Records for processing:

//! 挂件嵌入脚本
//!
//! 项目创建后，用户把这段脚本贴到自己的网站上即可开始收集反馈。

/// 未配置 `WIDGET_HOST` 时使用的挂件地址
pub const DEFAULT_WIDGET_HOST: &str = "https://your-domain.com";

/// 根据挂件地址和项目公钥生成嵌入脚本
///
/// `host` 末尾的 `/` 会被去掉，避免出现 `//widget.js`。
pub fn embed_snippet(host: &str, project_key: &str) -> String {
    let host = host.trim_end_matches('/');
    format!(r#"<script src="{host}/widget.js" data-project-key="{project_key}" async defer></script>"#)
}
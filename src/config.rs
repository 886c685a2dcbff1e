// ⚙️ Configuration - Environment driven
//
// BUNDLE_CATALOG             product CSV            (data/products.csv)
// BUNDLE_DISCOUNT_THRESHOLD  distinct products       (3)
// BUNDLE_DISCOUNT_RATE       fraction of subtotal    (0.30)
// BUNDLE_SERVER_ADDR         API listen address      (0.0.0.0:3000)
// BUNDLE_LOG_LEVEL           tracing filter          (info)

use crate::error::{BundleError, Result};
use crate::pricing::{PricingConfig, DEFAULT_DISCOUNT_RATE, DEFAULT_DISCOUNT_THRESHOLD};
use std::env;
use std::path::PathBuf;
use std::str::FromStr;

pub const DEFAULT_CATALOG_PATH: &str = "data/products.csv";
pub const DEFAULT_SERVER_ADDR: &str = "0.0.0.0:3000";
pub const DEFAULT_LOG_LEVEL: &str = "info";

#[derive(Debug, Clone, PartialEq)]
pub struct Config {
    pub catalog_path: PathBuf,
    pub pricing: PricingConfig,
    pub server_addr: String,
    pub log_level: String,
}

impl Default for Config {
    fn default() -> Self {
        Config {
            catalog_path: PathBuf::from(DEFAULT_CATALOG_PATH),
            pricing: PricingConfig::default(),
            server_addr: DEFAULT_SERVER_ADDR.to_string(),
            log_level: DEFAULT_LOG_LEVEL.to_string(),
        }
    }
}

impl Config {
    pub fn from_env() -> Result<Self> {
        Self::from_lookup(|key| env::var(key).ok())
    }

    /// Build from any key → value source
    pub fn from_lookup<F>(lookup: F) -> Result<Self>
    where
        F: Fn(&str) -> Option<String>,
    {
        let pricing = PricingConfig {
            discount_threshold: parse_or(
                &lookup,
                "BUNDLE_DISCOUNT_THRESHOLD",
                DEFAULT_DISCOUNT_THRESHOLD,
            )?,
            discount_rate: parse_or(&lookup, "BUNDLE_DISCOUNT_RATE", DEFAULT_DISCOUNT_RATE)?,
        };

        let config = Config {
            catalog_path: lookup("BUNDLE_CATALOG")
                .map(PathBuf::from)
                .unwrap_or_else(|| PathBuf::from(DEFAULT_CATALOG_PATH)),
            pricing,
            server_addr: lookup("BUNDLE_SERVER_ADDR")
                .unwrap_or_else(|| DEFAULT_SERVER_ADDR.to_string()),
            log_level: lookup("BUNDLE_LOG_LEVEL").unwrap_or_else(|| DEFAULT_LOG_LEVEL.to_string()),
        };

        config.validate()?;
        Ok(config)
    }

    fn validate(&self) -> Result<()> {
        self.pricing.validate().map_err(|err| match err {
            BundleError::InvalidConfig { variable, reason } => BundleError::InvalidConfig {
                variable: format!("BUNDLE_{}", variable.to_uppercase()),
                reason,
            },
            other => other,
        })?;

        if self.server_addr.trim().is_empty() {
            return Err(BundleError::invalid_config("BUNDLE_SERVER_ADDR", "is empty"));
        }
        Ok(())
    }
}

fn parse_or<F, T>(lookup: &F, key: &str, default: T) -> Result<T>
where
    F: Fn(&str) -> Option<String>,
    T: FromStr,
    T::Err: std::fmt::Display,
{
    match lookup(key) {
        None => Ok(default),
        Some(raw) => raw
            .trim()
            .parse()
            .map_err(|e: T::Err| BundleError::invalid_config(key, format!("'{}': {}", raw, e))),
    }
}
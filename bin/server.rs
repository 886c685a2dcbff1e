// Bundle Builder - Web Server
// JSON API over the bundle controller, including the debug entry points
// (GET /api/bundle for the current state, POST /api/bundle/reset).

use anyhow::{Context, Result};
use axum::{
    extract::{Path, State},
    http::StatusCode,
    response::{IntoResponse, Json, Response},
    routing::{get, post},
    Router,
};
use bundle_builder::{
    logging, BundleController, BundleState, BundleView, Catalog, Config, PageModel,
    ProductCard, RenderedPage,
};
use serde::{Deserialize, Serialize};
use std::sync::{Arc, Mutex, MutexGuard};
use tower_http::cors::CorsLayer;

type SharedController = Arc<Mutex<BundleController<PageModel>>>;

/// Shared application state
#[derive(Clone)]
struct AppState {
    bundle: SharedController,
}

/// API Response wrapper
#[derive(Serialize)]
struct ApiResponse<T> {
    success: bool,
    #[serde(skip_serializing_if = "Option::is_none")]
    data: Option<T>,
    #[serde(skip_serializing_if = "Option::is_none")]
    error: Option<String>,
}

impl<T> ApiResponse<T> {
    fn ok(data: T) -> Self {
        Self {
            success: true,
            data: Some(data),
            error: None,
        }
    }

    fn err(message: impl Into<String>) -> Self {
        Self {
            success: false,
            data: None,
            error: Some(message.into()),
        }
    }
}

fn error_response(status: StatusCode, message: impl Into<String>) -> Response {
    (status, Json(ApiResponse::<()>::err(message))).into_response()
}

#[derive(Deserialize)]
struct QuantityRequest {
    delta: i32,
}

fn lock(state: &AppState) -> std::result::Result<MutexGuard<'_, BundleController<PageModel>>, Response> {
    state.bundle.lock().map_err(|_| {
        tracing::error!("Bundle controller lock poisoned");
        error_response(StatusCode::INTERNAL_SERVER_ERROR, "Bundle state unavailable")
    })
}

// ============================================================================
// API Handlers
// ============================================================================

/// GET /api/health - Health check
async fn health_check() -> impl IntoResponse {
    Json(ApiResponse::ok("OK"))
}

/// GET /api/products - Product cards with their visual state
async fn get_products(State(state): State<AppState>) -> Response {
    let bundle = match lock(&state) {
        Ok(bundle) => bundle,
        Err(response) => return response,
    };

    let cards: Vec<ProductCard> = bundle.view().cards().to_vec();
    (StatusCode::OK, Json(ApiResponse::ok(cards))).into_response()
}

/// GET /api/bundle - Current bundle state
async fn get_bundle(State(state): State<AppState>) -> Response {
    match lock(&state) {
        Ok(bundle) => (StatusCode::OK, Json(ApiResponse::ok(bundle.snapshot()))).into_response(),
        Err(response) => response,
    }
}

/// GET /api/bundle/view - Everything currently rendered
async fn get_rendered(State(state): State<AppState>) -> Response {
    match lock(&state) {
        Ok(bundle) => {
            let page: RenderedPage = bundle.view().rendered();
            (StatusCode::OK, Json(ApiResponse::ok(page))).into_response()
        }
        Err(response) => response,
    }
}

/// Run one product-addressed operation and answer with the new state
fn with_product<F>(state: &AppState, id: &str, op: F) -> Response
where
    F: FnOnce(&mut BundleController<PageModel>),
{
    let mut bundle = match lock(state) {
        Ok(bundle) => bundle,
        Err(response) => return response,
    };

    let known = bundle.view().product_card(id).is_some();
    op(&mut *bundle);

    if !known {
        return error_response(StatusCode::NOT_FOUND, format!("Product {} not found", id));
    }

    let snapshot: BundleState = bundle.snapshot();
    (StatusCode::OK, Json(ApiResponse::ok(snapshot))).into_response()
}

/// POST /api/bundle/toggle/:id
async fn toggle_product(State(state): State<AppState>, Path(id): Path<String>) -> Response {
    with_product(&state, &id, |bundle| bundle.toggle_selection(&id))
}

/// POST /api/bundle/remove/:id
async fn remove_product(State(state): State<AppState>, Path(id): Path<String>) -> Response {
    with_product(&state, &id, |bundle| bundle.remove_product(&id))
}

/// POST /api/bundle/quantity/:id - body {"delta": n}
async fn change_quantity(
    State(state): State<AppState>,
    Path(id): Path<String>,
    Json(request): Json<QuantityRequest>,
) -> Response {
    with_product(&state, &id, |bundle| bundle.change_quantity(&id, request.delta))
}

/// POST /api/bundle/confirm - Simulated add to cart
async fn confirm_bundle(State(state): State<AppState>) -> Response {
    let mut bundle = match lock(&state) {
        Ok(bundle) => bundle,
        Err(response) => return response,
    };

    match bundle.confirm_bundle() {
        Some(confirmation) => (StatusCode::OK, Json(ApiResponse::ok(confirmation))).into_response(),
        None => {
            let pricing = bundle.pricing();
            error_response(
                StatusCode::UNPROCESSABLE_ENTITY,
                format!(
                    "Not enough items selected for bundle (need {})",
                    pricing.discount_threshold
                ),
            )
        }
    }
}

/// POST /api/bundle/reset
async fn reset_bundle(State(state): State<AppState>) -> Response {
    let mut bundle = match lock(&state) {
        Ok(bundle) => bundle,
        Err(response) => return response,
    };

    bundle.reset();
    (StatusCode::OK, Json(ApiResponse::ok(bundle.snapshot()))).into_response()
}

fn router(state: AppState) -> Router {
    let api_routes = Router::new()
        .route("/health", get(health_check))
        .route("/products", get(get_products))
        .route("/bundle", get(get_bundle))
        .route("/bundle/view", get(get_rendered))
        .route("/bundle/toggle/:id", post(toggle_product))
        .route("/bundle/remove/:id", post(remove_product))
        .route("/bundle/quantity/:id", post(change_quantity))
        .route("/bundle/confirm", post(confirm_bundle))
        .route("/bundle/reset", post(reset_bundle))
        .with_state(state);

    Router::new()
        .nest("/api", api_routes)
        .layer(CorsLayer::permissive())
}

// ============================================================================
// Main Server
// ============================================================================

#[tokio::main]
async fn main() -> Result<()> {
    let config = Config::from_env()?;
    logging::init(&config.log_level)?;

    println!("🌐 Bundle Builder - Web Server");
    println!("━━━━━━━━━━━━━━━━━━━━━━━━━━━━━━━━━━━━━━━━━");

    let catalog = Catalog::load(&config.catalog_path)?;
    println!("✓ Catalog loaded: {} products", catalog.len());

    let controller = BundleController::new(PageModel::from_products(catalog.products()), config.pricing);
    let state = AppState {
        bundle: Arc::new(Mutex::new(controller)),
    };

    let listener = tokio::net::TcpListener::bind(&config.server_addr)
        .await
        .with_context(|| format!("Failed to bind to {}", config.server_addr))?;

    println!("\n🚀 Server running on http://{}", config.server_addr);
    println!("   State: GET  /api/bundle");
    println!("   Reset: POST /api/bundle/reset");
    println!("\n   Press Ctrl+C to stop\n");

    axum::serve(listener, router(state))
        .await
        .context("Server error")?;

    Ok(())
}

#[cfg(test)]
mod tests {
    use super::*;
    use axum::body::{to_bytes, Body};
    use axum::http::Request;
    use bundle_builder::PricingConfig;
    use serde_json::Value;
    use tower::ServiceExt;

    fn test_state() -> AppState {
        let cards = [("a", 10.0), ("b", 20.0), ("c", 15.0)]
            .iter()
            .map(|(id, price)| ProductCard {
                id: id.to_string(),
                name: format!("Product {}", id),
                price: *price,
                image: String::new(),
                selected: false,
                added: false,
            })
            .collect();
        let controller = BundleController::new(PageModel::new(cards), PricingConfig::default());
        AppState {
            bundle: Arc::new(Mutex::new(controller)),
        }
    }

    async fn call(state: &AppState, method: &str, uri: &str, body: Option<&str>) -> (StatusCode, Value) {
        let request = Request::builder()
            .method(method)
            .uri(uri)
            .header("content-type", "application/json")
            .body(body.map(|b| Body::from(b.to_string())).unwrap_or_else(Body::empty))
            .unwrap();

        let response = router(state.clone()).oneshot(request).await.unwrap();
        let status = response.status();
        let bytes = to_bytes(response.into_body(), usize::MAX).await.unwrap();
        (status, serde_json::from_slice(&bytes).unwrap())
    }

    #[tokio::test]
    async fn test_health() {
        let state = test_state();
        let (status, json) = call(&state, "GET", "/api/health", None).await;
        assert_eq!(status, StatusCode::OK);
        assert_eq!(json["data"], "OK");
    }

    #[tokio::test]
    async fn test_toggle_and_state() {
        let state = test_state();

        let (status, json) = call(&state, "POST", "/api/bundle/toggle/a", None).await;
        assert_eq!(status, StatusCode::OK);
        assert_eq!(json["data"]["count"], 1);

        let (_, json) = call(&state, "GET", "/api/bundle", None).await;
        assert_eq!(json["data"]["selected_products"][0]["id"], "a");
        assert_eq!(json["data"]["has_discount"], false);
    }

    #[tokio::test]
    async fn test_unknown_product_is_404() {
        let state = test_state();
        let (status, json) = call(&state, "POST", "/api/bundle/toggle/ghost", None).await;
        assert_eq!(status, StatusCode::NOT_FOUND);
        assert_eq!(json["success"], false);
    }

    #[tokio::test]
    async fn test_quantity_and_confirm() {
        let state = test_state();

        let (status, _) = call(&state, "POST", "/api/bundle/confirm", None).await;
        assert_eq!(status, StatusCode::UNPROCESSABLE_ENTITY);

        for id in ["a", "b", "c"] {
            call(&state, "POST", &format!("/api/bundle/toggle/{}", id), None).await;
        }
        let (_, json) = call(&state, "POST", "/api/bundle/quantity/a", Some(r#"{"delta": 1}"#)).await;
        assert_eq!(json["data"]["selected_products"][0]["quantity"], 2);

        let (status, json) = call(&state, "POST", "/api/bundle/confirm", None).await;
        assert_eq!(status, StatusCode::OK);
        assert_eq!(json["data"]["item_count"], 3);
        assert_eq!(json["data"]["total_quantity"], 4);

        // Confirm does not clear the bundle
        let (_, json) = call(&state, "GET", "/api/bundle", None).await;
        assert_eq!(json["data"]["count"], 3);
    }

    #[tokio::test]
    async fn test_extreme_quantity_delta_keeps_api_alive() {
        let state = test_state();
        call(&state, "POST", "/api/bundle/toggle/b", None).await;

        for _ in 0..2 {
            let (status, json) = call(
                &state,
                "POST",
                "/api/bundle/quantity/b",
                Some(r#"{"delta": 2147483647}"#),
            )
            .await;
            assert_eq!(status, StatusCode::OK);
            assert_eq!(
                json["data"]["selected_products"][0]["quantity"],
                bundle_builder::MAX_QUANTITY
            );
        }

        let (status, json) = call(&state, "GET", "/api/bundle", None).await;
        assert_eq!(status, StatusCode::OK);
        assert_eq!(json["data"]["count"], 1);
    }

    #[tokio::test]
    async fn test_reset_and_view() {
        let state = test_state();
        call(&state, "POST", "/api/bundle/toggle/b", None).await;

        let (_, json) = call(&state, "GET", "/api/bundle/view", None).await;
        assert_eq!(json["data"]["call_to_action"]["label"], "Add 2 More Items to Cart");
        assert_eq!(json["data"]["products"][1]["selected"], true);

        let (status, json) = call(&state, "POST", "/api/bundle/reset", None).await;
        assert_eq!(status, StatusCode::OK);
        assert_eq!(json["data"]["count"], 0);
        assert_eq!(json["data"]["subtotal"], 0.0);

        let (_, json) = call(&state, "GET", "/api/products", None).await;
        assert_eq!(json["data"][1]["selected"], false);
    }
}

Directions for this task: If a line comes after the one that contains "let host = host.trim_end_matches('/');", leave it out; return every line of the entries up to that point exactly, starting with the first, with that line included.

Your response:
//! 挂件嵌入脚本
//!
//! 项目创建后，用户把这段脚本贴到自己的网站上即可开始收集反馈。

/// 未配置 `WIDGET_HOST` 时使用的挂件地址
pub const DEFAULT_WIDGET_HOST: &str = "https://your-domain.com";

/// 根据挂件地址和项目公钥生成嵌入脚本
///
/// `host` 末尾的 `/` 会被去掉，避免出现 `//widget.js`。
pub fn embed_snippet(host: &str, project_key: &str) -> String {
    let host = host.trim_end_matches('/');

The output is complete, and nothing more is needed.